Marin Prpić

Personal information
- Full name: Marin Prpić
- Date of birth: 8 December 1976 (age 49)
- Place of birth: Rijeka, SFR Yugoslavia
- Position: Midfielder

Senior career*
- Years: Team / Apps / (Gls)
- 1993–1998: Orijent
- 1998–2000: Zadar /  / (13)
- 2000–2003: Pomorac
- 2003–2004: Zadar / 29 / (6)
- 2004: Rijeka / 1 / (0)
- 2004–2005: Zadar / 27 / (3)
- 2005–2006: Rijeka / 8 / (3)
- 2006: → Segesta (loan) / 11 / (1)
- 2006–2007: Pomorac / 29 / (6)
- 2007–2009: Karlovac / 53 / (15)
- 2009–2013: Pomorac / 99 / (9)
- 2013–2014: Krk / 28 / (8)

= Marin Prpić =

Croatian footballer

Marin Prpić (born 8 December 1976 in Rijeka) is a retired Croatian football player who played for Orijent, Zadar, Pomorac and Rijeka in the Croatian First Football League.
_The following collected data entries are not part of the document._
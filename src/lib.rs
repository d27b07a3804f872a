// SPDX-License-Identifier: AGPL-3.0-or-later
//
// Copyright (C) 2026 Relational Network

//! Tokengate - Wallet-Authenticated Content Publishing Service
//!
//! This crate provides an asset-gated content backend: users prove ownership
//! of a wallet address with a signed message, receive a capability token
//! scoped to the assets that wallet holds, and publish content, posts,
//! comments, and media gated by asset ownership.
//!
//! ## Modules
//!
//! - `api` - HTTP API handlers (Axum)
//! - `auth` - Signature verification, asset resolution, capability tokens
//! - `storage` - Embedded content database (redb) and blob store

pub mod api;
pub mod auth;
pub mod config;
pub mod error;
pub mod models;
pub mod state;
pub mod storage;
He also played for several clubs in the Croatian second and third divisions.

Prpić scored a hat-trick for Rijeka in a 4–1 win over Cibalia on 30 July 2005. With 10 goals to his account, he was also the top-scorer for Pomorac during the 2001–02 Croatian First Football League season.